In the above plan, Russia only plants her flag a day's march from Constantinople, which would enable the czar to exact from the Sublime Porte toleration and protection for his co-religionists of the Greek Church, and at the same time avoid that which would be so odious to St. Petersburg and a great part of Russia-the transfer of the capital to Constantinople. I insist there are strong grounds for believing that the Russian policy does not necessarily include the addition of that great city directly to the empire, but only indirectly, through Greece, for the reconcilement and pacification of Europe. In 1867 the official Journal de St.
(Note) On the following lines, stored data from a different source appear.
//! Error types for the hydralink communication layer.

use std::io;
use std::time::Duration;

use thiserror::Error;

/// Result type for all link operations.
pub type LinkResult<T> = Result<T, LinkError>;

/// Errors produced by transports, the failover manager, and the switcher.
///
/// `Timeout` is always distinguishable from other send/receive failures:
/// it feeds the timeout detector independently of the generic failure
/// counter, so transports must never fold a deadline expiry into a plain
/// `Send`/`Receive` error.
#[derive(Debug, Error)]
pub enum LinkError {
    /// Establishing the underlying channel failed.
    #[error("connection failed: {0}")]
    Connection(String),

    /// Releasing the underlying channel failed.
    #[error("disconnection failed: {0}")]
    Disconnection(String),

    /// A send operation failed for a reason other than a timeout.
    #[error("send failed: {0}")]
    Send(String),

    /// A receive operation failed for a reason other than a timeout.
    #[error("receive failed: {0}")]
    Receive(String),

    /// A transport configuration is syntactically or semantically invalid.
    /// Raised before any network I/O is attempted.
    #[error("invalid configuration: {0}")]
    Configuration(String),

    /// A blocking operation exceeded its configured deadline.
    #[error("operation timed out after {0:?}")]
    Timeout(Duration),

    /// The shared cancellation signal fired while the operation was
    /// blocked or sleeping.
    #[error("operation cancelled")]
    Cancelled,

    /// A transport switch could not be completed.
    #[error("transport switch failed: {0}")]
    TransportSwitch(String),
}

impl LinkError {
    /// Whether this error is a deadline expiry.
    pub fn is_timeout(&self) -> bool {
        matches!(self, LinkError::Timeout(_))
    }

    /// Whether this error is a cancellation.
    pub fn is_cancelled(&self) -> bool {
        matches!(self, LinkError::Cancelled)
    }

    /// Errors that no retry or switch can recover from within the
    /// current call. The agent runtime decides whether they are fatal
    /// to the process.
    pub fn is_fatal(&self) -> bool {
        matches!(
            self,
            LinkError::Configuration(_) | LinkError::Cancelled | LinkError::TransportSwitch(_)
        )
    }

    /// Wrap an I/O error from a connect path, preserving timeouts.
    pub(crate) fn connect_io(err: io::Error, deadline: Duration) -> Self {
        if is_io_timeout(&err) {
            LinkError::Timeout(deadline)
        } else {
            LinkError::Connection(err.to_string())
        }
    }

    /// Wrap an I/O error from a send path, preserving timeouts.
    pub(crate) fn send_io(err: io::Error, deadline: Duration) -> Self {
        if is_io_timeout(&err) {
            LinkError::Timeout(deadline)
        } else {
            LinkError::Send(err.to_string())
        }
    }

    /// Wrap an I/O error from a receive path, preserving timeouts.
    pub(crate) fn receive_io(err: io::Error, deadline: Duration) -> Self {
        if is_io_timeout(&err) {
            LinkError::Timeout(deadline)
        } else {
            LinkError::Receive(err.to_string())
        }
    }
}

/// Blocking-socket deadline expiries surface as `WouldBlock` on some
/// platforms and `TimedOut` on others.
fn is_io_timeout(err: &io::Error) -> bool {
    matches!(
        err.kind(),
        io::ErrorKind::TimedOut | io::ErrorKind::WouldBlock
    )
}

#[cfg(test)]
mod tests {
    use super::*;

    #[test]
    fn test_timeout_is_distinguishable() {
        let err = LinkError::Timeout(Duration::from_secs(5));
        assert!(err.is_timeout());
        assert!(!LinkError::Send("broken pipe".into()).is_timeout());
        assert!(!LinkError::Receive("reset".into()).is_timeout());
    }

    #[test]
    fn test_fatal_errors() {
        assert!(LinkError::Configuration("empty domain".into()).is_fatal());
        assert!(LinkError::Cancelled.is_fatal());
        assert!(LinkError::TransportSwitch("exhausted".into()).is_fatal());

        assert!(!LinkError::Timeout(Duration::from_secs(1)).is_fatal());
        assert!(!LinkError::Send("oops".into()).is_fatal());
    }

    #[test]
    fn test_io_timeout_mapping() {
        let deadline = Duration::from_millis(200);

        let err = io::Error::new(io::ErrorKind::TimedOut, "timed out");
        assert!(LinkError::receive_io(err, deadline).is_timeout());

        let err = io::Error::new(io::ErrorKind::WouldBlock, "would block");
        assert!(LinkError::receive_io(err, deadline).is_timeout());

        let err = io::Error::new(io::ErrorKind::BrokenPipe, "broken pipe");
        assert!(matches!(
            LinkError::send_io(err, deadline),
            LinkError::Send(_)
        ));
    }
}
Petersbourg thus declared, ex cathedra, the Russian Oriental policy: ". . . In relation to Russia's policy in the Orient, it has ever followed, and still follows, the same aim, viz.: the free and gradual development of all Christian peoples in the East, without distinction as to their creed or race." The semi-official Correspondenz, speaking with less authority but more explicitness, thus expounds that policy: "No concessions would suffice to attach the Christians to him [the sultan], and any concessions he might make would remain null, because unsatisfactory. . . The Christians must become masters of the land they inhabit."
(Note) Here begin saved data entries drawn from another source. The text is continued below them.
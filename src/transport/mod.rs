//! Transport variants and the uniform capability wrapper.
//!
//! The five channels (stream, datagram, websocket, raw echo, name
//! query) are a closed set, modeled as one enum so the failover logic
//! can be checked exhaustively. [`Transport`] wraps a channel with the
//! shared lifecycle: status tracking, deadlines, bounded connect
//! retries, and cancellation.

mod datagram;
mod echo;
mod query;
mod stream;
mod websocket;

pub use datagram::DatagramChannel;
pub use echo::EchoChannel;
pub use query::QueryChannel;
pub use stream::StreamChannel;
pub use websocket::WebSocketChannel;

use std::fmt;

use tokio::time::{sleep, timeout};
use tokio_util::sync::CancellationToken;
use tracing::{debug, warn};

use crate::core::{LinkError, LinkResult, TransportConfig, TransportKind};

/// Connection lifecycle state of a transport.
///
/// `Error` records a failed connect; it never blocks a later attempt.
#[derive(Debug, Clone, Copy, PartialEq, Eq)]
pub enum TransportStatus {
    /// No channel is open.
    Disconnected,
    /// A connect attempt is in flight.
    Connecting,
    /// The channel is open and usable.
    Connected,
    /// The last connect attempt exhausted its retries.
    Error,
}

impl fmt::Display for TransportStatus {
    fn fmt(&self, f: &mut fmt::Formatter<'_>) -> fmt::Result {
        let s = match self {
            TransportStatus::Disconnected => "disconnected",
            TransportStatus::Connecting => "connecting",
            TransportStatus::Connected => "connected",
            TransportStatus::Error => "error",
        };
        f.write_str(s)
    }
}

/// One concrete channel per transport kind.
#[derive(Debug)]
enum Channel {
    Stream(StreamChannel),
    Datagram(DatagramChannel),
    WebSocket(WebSocketChannel),
    RawEcho(EchoChannel),
    NameQuery(QueryChannel),
}

impl Channel {
    fn for_kind(kind: TransportKind) -> Self {
        match kind {
            TransportKind::Stream => Channel::Stream(StreamChannel::default()),
            TransportKind::Datagram => Channel::Datagram(DatagramChannel::default()),
            TransportKind::WebSocket => Channel::WebSocket(WebSocketChannel::default()),
            TransportKind::RawEcho => Channel::RawEcho(EchoChannel::default()),
            TransportKind::NameQuery => Channel::NameQuery(QueryChannel::default()),
        }
    }

    fn is_open(&self) -> bool {
        match self {
            Channel::Stream(c) => c.is_open(),
            Channel::Datagram(c) => c.is_open(),
            Channel::WebSocket(c) => c.is_open(),
            Channel::RawEcho(c) => c.is_open(),
            Channel::NameQuery(c) => c.is_open(),
        }
    }

    async fn open(&mut self, config: &TransportConfig) -> LinkResult<()> {
        match self {
            Channel::Stream(c) => c.open(config).await,
            Channel::Datagram(c) => c.open(config).await,
            Channel::WebSocket(c) => c.open(config).await,
            Channel::RawEcho(c) => c.open(config),
            Channel::NameQuery(c) => c.open(config).await,
        }
    }

    async fn close(&mut self) {
        match self {
            Channel::Stream(c) => c.close(),
            Channel::Datagram(c) => c.close(),
            Channel::WebSocket(c) => c.close().await,
            Channel::RawEcho(c) => c.close(),
            Channel::NameQuery(c) => c.close(),
        }
    }

    async fn send(&mut self, data: &[u8], config: &TransportConfig) -> LinkResult<usize> {
        match self {
            Channel::Stream(c) => c.send(data, config).await,
            Channel::Datagram(c) => c.send(data, config).await,
            Channel::WebSocket(c) => c.send(data, config).await,
            Channel::RawEcho(c) => c.send(data, config).await,
            Channel::NameQuery(c) => c.send(data, config).await,
        }
    }

    async fn receive(&mut self, config: &TransportConfig) -> LinkResult<Vec<u8>> {
        match self {
            Channel::Stream(c) => c.receive(config).await,
            Channel::Datagram(c) => c.receive(config).await,
            Channel::WebSocket(c) => c.receive(config).await,
            Channel::RawEcho(c) => c.receive(config).await,
            Channel::NameQuery(c) => c.receive(config).await,
        }
    }
}

/// A configured transport with its connection state.
///
/// All blocking operations are bounded by the configured deadlines,
/// and deadline expiry always surfaces as [`LinkError::Timeout`].
#[derive(Debug)]
pub struct Transport {
    kind: TransportKind,
    config: TransportConfig,
    status: TransportStatus,
    last_error: Option<String>,
    channel: Channel,
}

impl Transport {
    /// Build a disconnected transport of the given kind.
    pub fn new(kind: TransportKind, config: TransportConfig) -> Self {
        Transport {
            channel: Channel::for_kind(kind),
            kind,
            config,
            status: TransportStatus::Disconnected,
            last_error: None,
        }
    }

    /// The transport kind.
    pub fn kind(&self) -> TransportKind {
        self.kind
    }

    /// Current lifecycle state.
    pub fn status(&self) -> TransportStatus {
        self.status
    }

    /// Human-readable description of the most recent failure.
    pub fn last_error(&self) -> Option<&str> {
        self.last_error.as_deref()
    }

    /// Connected iff the status says so and the channel holds a live
    /// handle.
    pub fn is_connected(&self) -> bool {
        self.status == TransportStatus::Connected && self.channel.is_open()
    }

    /// Transport-specific syntax and precondition checks, performed
    /// without any network I/O.
    pub fn validate_config(&self) -> LinkResult<()> {
        match self.kind {
            TransportKind::Stream => StreamChannel::validate(&self.config),
            TransportKind::Datagram => DatagramChannel::validate(&self.config),
            TransportKind::WebSocket => WebSocketChannel::validate(&self.config),
            TransportKind::RawEcho => EchoChannel::validate(&self.config),
            TransportKind::NameQuery => QueryChannel::validate(&self.config),
        }
    }

    /// Replace the configuration. Refused while connected.
    pub fn update_config(&mut self, config: TransportConfig) -> LinkResult<()> {
        if self.status == TransportStatus::Connected {
            return Err(LinkError::Configuration(
                "configuration is immutable while connected".into(),
            ));
        }
        self.config = config;
        Ok(())
    }

    /// Open the channel, retrying up to `retry_count` times with
    /// `retry_interval` between attempts.
    ///
    /// Calling while already connected is an error, not a no-op.
    /// Cancellation is honored between attempts and aborts the loop
    /// with [`LinkError::Cancelled`].
    pub async fn connect(&mut self, cancel: &CancellationToken) -> LinkResult<()> {
        if self.is_connected() {
            return Err(LinkError::Connection(format!(
                "{} transport already connected",
                self.kind
            )));
        }
        self.validate_config()?;

        self.status = TransportStatus::Connecting;
        let attempts = self.config.retry_count.saturating_add(1);
        let mut last = LinkError::Connection("no connect attempt made".into());

        for attempt in 1..=attempts {
            if cancel.is_cancelled() {
                self.status = TransportStatus::Disconnected;
                return Err(LinkError::Cancelled);
            }

            let result = timeout(self.config.connect_timeout, self.channel.open(&self.config)).await;
            match result {
                Ok(Ok(())) => {
                    debug!(transport = %self.kind, address = %self.config.address, "connected");
                    self.status = TransportStatus::Connected;
                    self.last_error = None;
                    return Ok(());
                }
                Ok(Err(e)) => last = e,
                Err(_) => last = LinkError::Timeout(self.config.connect_timeout),
            }

            warn!(
                transport = %self.kind,
                attempt,
                attempts,
                error = %last,
                "connect attempt failed"
            );
            self.last_error = Some(last.to_string());

            if attempt < attempts {
                tokio::select! {
                    _ = cancel.cancelled() => {
                        self.status = TransportStatus::Disconnected;
                        return Err(LinkError::Cancelled);
                    }
                    _ = sleep(self.config.retry_interval) => {}
                }
            }
        }

        self.status = TransportStatus::Error;
        Err(last)
    }

    /// Release the channel. A no-op success when already disconnected.
    pub async fn disconnect(&mut self) -> LinkResult<()> {
        if self.channel.is_open() {
            debug!(transport = %self.kind, "disconnecting");
            self.channel.close().await;
        }
        self.status = TransportStatus::Disconnected;
        Ok(())
    }

    /// Send a payload, bounded by the configured write timeout.
    pub async fn send(&mut self, data: &[u8]) -> LinkResult<usize> {
        if !self.is_connected() {
            return Err(LinkError::Send(format!("{} transport not connected", self.kind)));
        }

        let deadline = self.config.write_timeout;
        let result = match timeout(deadline, self.channel.send(data, &self.config)).await {
            Ok(inner) => inner,
            Err(_) => Err(LinkError::Timeout(deadline)),
        };
        self.note_io_result(&result);
        result
    }

    /// Receive a payload, bounded by the configured read timeout.
    pub async fn receive(&mut self) -> LinkResult<Vec<u8>> {
        if !self.is_connected() {
            return Err(LinkError::Receive(format!(
                "{} transport not connected",
                self.kind
            )));
        }

        let deadline = self.config.read_timeout;
        let result = match timeout(deadline, self.channel.receive(&self.config)).await {
            Ok(inner) => inner,
            Err(_) => Err(LinkError::Timeout(deadline)),
        };
        self.note_io_result(&result);
        result
    }

    /// Record an I/O outcome: disconnections drop the status, other
    /// failures only update the last-error field.
    fn note_io_result<T>(&mut self, result: &LinkResult<T>) {
        if let Err(e) = result {
            self.last_error = Some(e.to_string());
            if matches!(e, LinkError::Disconnection(_)) {
                self.status = TransportStatus::Disconnected;
            }
        }
    }
}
Stamboul is too grand a prize in the world's lottery to be suffered by the jealous nations to fall to the lot of so vast an empire as Russia. And will it be asked, What power is able to prevent such a consummation, now that England has become indifferent and France a republic? Let nobody be deceived

as to the real effective strength of the Northern Bear. There is not a more egregious error prevalent in the average American mind respecting that "great country"—of which we really know so little than that of its supposed invincibility. Russia is vast, impenetrable, gloomy, mysterious, and omne ignotum pro magnifico. Russia is emphatically not a martial nation, but the contrary: it has an ever-present and fearful skeleton in its Polish cupboard; its civil administration, as well as its military, is the most corrupt in the world, save the American alone; it has not, at this time, more than three hundred thousand effectives at its disposal; and its navy could not cope with the puny flotilla of the North German Confederation. It is mighty for defence, because its natural horrors swallow up armies like the Serbonian bog, but for aggression it is nothing, except as against the wretched despotisms and the barbarous nomads of Asia. The incubus of the great horror which seized the minds of men after the fearful holocaust of 1812 is not yet lifted from the nations. Austria alone, if her Magyar and German troops had a good heart in the business, is fully competent to baffle any attempted Muscovite occupation of Stamboul.
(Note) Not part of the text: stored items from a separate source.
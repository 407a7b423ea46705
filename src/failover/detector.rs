//! Timeout and inactivity detection.
//!
//! The detector owns two signals: a consecutive-timeout counter fed by
//! the send/receive path, and a last-activity timestamp checked by a
//! periodic background task. Either one crossing its threshold emits a
//! [`SwitchTrigger`] on a channel; the switcher decides whether a
//! switch actually happens. Keeping the trigger path on a channel
//! keeps the timer task off the I/O path's lock.

use std::sync::{Arc, Mutex};
use std::time::{Duration, Instant};

use tokio::sync::mpsc;
use tokio::time::interval;
use tokio_util::sync::CancellationToken;
use tracing::debug;

use crate::core::DetectorConfig;

/// Why the detector asked for a switch.
#[derive(Debug, Clone, Copy, PartialEq, Eq)]
pub enum SwitchTrigger {
    /// `timeout_threshold` consecutive timeouts were recorded.
    TimeoutThreshold(u32),
    /// No activity for at least this long.
    Inactivity(Duration),
}

#[derive(Debug)]
struct DetectorState {
    consecutive_timeouts: u32,
    last_activity: Instant,
}

/// Shared handle to the detector state.
///
/// `record_activity` and `record_timeout` are synchronous so the
/// send/receive path can call them without awaiting; the critical
/// sections are a few loads and stores.
#[derive(Debug, Clone)]
pub struct Detector {
    config: DetectorConfig,
    state: Arc<Mutex<DetectorState>>,
    triggers: mpsc::Sender<SwitchTrigger>,
}

impl Detector {
    /// Build a detector and the channel its triggers arrive on.
    pub fn new(config: DetectorConfig) -> (Self, mpsc::Receiver<SwitchTrigger>) {
        let (triggers, receiver) = mpsc::channel(8);
        let detector = Detector {
            config,
            state: Arc::new(Mutex::new(DetectorState {
                consecutive_timeouts: 0,
                last_activity: Instant::now(),
            })),
            triggers,
        };
        (detector, receiver)
    }

    /// Reset both signals. Must be called on every successful send or
    /// receive, and after every transport switch.
    pub fn record_activity(&self) {
        let mut state = self.state.lock().unwrap_or_else(|e| e.into_inner());
        state.consecutive_timeouts = 0;
        state.last_activity = Instant::now();
    }

    /// Count one timeout; fires a trigger the moment the threshold is
    /// met and restarts the count.
    pub fn record_timeout(&self) {
        let fired = {
            let mut state = self.state.lock().unwrap_or_else(|e| e.into_inner());
            state.consecutive_timeouts += 1;
            if state.consecutive_timeouts >= self.config.timeout_threshold {
                state.consecutive_timeouts = 0;
                true
            } else {
                false
            }
        };

        if fired {
            debug!(threshold = self.config.timeout_threshold, "timeout threshold reached");
            // A full queue means a switch is already pending; the
            // trigger can be dropped.
            let _ = self
                .triggers
                .try_send(SwitchTrigger::TimeoutThreshold(self.config.timeout_threshold));
        }
    }

    /// Run the periodic inactivity check until cancelled.
    ///
    /// After firing, the activity timestamp restarts so one lapse
    /// produces one trigger, not one per tick.
    pub async fn run(self, cancel: CancellationToken) {
        let mut ticker = interval(self.config.check_interval);
        loop {
            tokio::select! {
                _ = cancel.cancelled() => {
                    debug!("inactivity check stopped");
                    return;
                }
                _ = ticker.tick() => {
                    let idle = {
                        let mut state = self.state.lock().unwrap_or_else(|e| e.into_inner());
                        let idle = state.last_activity.elapsed();
                        if idle >= self.config.max_inactivity {
                            state.last_activity = Instant::now();
                            Some(idle)
                        } else {
                            None
                        }
                    };
                    if let Some(idle) = idle {
                        debug!(?idle, "inactivity threshold reached");
                        let _ = self.triggers.try_send(SwitchTrigger::Inactivity(idle));
                    }
                }
            }
        }
    }
}
impl Switcher {
    /// Build a switcher from a validated configuration. Transports are
    /// added with [`Switcher::register`] before [`Switcher::connect`].
    pub fn new(config: SwitcherConfig) -> LinkResult<Self> {
        config.validate()?;

        let (detector, receiver) = Detector::new(config.detector.clone());
        let manager = Manager::new(config.manager.clone());

        Ok(Switcher {
            inner: Arc::new(Inner {
                config,
                manager: RwLock::new(manager),
                detector,
                hooks: Hooks::default(),
                cancel: CancellationToken::new(),
            }),
            triggers: Mutex::new(Some(receiver)),
            tasks: Mutex::new(Vec::new()),
        })
    }

    /// Register a transport under a unique name.
    pub async fn register(&self, name: impl Into<String>, transport: Transport) -> LinkResult<()> {
        self.inner.manager.write().await.register(name, transport)
    }

    /// Observer invoked after the primary transport comes up.
    pub fn on_connect(&self, hook: impl Fn() + Send + Sync + 'static) {
        *self.inner.hooks.on_connect.lock().unwrap_or_else(|e| e.into_inner()) = Some(Box::new(hook));
    }

    /// Observer invoked when the active transport reports a
    /// disconnection error.
    pub fn on_disconnect(&self, hook: impl Fn(&LinkError) + Send + Sync + 'static) {
        *self.inner.hooks.on_disconnect.lock().unwrap_or_else(|e| e.into_inner()) =
            Some(Box::new(hook));
    }

    /// Observer invoked after every committed switch with the old and
    /// new transport names.
    pub fn on_switch(&self, hook: impl Fn(&str, &str) + Send + Sync + 'static) {
        *self.inner.hooks.on_switch.lock().unwrap_or_else(|e| e.into_inner()) = Some(Box::new(hook));
    }

    /// Validate the registry, bring up the primary transport, and
    /// start the background inactivity check.
    pub async fn connect(&self) -> LinkResult<()> {
        {
            let mut manager = self.inner.manager.write().await;
            manager.validate()?;
            manager.connect_active(&self.inner.cancel).await?;
        }
        self.inner.hooks.connected();

        let receiver = self
            .triggers
            .lock()
            .unwrap_or_else(|e| e.into_inner())
            .take();
        if let Some(mut receiver) = receiver {
            let mut tasks = self.tasks.lock().unwrap_or_else(|e| e.into_inner());
            tasks.push(tokio::spawn(
                self.inner.detector.clone().run(self.inner.cancel.clone()),
            ));

            let inner = Arc::clone(&self.inner);
            tasks.push(tokio::spawn(async move {
                loop {
                    tokio::select! {
                        _ = inner.cancel.cancelled() => return,
                        trigger = receiver.recv() => {
                            let Some(trigger) = trigger else { return };
                            if let Err(e) = inner.auto_switch(trigger).await {
                                warn!(error = %e, "automatic switch failed");
                            }
                        }
                    }
                }
            }));
        }

        Ok(())
    }

    /// Cancel the shared signal, wait for the background tasks to
    /// exit, then release every transport.
    pub async fn disconnect(&self) -> LinkResult<()> {
        self.inner.cancel.cancel();

        let tasks: Vec<JoinHandle<()>> = {
            let mut guard = self.tasks.lock().unwrap_or_else(|e| e.into_inner());
            guard.drain(..).collect()
        };
        for task in tasks {
            let _ = task.await;
        }

        self.inner.manager.write().await.disconnect_all().await
    }

    /// Send via the active transport, switching and retrying once when
    /// the failure threshold is crossed.
    pub async fn send(&self, data: &[u8]) -> LinkResult<usize> {
        self.inner.op_send(data).await
    }

    /// Receive via the active transport, switching and retrying once
    /// when the failure threshold is crossed.
    pub async fn receive(&self) -> LinkResult<Vec<u8>> {
        self.inner.op_receive().await
    }

    /// Switch to the next transport per the configured policy, right
    /// now. Operator-initiated, so the minimum switch interval does
    /// not apply; the jitter still does.
    pub async fn switch_now(&self) -> LinkResult<()> {
        let mut manager = self.inner.manager.write().await;
        self.inner.switch_locked(&mut manager).await
    }

    /// Name of the active transport.
    pub async fn active_transport_name(&self) -> String {
        self.inner.manager.read().await.active_name().to_string()
    }

    /// Whether the active transport is connected.
    pub async fn is_connected(&self) -> bool {
        self.inner.manager.read().await.is_connected()
    }

    /// Lifecycle state of the active transport.
    pub async fn active_status(&self) -> Option<TransportStatus> {
        self.inner.manager.read().await.active_status()
    }

    /// Health counters for one transport.
    pub async fn health(&self, name: &str) -> Option<TransportHealth> {
        self.inner.manager.read().await.health(name).cloned()
    }
}

impl Inner {
    async fn op_send(&self, data: &[u8]) -> LinkResult<usize> {
        let mut manager = self.manager.write().await;
        match manager.send(data).await {
            Ok(n) => {
                self.detector.record_activity();
                Ok(n)
            }
            Err(e) => {
                self.note_failure(&e);
                if e.is_fatal() || !(manager.switch_due() && manager.switch_allowed()) {
                    return Err(e);
                }
                match self.switch_locked(&mut manager).await {
                    Ok(()) => {
                        let retried = manager.send(data).await;
                        if retried.is_ok() {
                            self.detector.record_activity();
                        }
                        retried
                    }
                    Err(switch_err) => {
                        Err(LinkError::Send(format!("{e}; switch failed: {switch_err}")))
                    }
                }
            }
        }
    }

    async fn op_receive(&self) -> LinkResult<Vec<u8>> {
        let mut manager = self.manager.write().await;
        match manager.receive().await {
            Ok(data) => {
                self.detector.record_activity();
                Ok(data)
            }
            Err(e) => {
                self.note_failure(&e);
                if e.is_fatal() || !(manager.switch_due() && manager.switch_allowed()) {
                    return Err(e);
                }
                match self.switch_locked(&mut manager).await {
                    Ok(()) => {
                        let retried = manager.receive().await;
                        if retried.is_ok() {
                            self.detector.record_activity();
                        }
                        retried
                    }
                    Err(switch_err) => {
                        Err(LinkError::Receive(format!("{e}; switch failed: {switch_err}")))
                    }
                }
            }
        }
    }

    fn note_failure(&self, err: &LinkError) {
        if err.is_timeout() {
            self.detector.record_timeout();
        }
        if matches!(err, LinkError::Disconnection(_)) {
            self.hooks.disconnected(err);
        }
    }

    /// Detector-triggered switch. Skipped silently when the minimum
    /// switch interval has not elapsed.
    async fn auto_switch(&self, trigger: SwitchTrigger) -> LinkResult<()> {
        let mut manager = self.manager.write().await;
        if !manager.switch_allowed() {
            debug!(?trigger, "switch skipped: minimum interval not elapsed");
            return Ok(());
        }
        info!(?trigger, "detector requested a switch");
        self.switch_locked(&mut manager).await
    }

    /// Pick the next transport, sleep the jitter, hand over, notify.
    async fn switch_locked(&self, manager: &mut Manager) -> LinkResult<()> {
        let next = self.pick_next(manager)?;

        let delay = jitter_duration(self.config.jitter_min, self.config.jitter_max);
        debug!(?delay, to = %next, "jitter before switch");
        tokio::select! {
            _ = self.cancel.cancelled() => return Err(LinkError::Cancelled),
            _ = sleep(delay) => {}
        }

        let (old, new) = manager.activate(&next, &self.cancel).await?;
        self.detector.record_activity();
        self.hooks.switched(&old, &new);
        Ok(())
    }

    fn pick_next(&self, manager: &Manager) -> LinkResult<String> {
        match self.config.policy {
            SwitchPolicy::Sequential => manager.next_sequential(),
            SwitchPolicy::Random => pick_random(manager),
            SwitchPolicy::Weighted => {
                // Success-rate weighting is reserved and intentionally
                // unimplemented; it selects like Random until then.
                debug!("weighted policy not implemented, degrading to random");
                pick_random(manager)
            }
        }
    }
}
And this brings us to a consideration of Austria's interest in the Oriental question, which is really far more vital than that of Russia or any other great power. When guided by a strong hand, like Metternich's, Austria has always had more influence with the Sublime Porte than either France or Russia, and Austrian official wax was more valuable not only to the traveler in the Balkan Peninsula, but also to the pilgrims in the Church of the Holy Sepulchre, than any other Christian passport, though to-day Beust is hardly lifting it from a long contempt. If Metternich sometimes was guilty of the folly of sending ambassadors abroad who would tell him the things which he wanted to hear, in Constantinople he always kept a man who would tell him the truth. Metternich's skeleton would rattle in its grave to-day, if it did not positively stand on

its head, if his soul could know the | wretched paltering in the Orient to which Russian-sympathizing Slavonic premiers have led his kaiser. It was Austria that gave the coup de grace in the Crimea, lending herself as a cat'spaw to pull the chestnuts from the coals, though she only earned the devil's thanks thereby, and soon enough saw Napoleon ogling with the czar, and presently received the last installment | of her reward at Solferino and Magenta. The firm though moderate and quiet remonstrances of Beust—though he was a novus homo, and therefore snubbed at Paris in his proposal for a European Congress-had far more effect in procuring the autonomy of Servia than had the blustering dictation of France and England; and Prince Obrenovitch, understanding that full well, thanked him alone in a warm personal letter. Notwithstanding the dreadful defeat of Sadowa, and the fact that Prince Charles of the Danubian Principalities is a Prussian, this diplomatic triumph of Beust so convinced the prince of Austria's strength Orientward that he eagerly solicited an alliance, as against Russia on one side and the Sublime Porte on the other.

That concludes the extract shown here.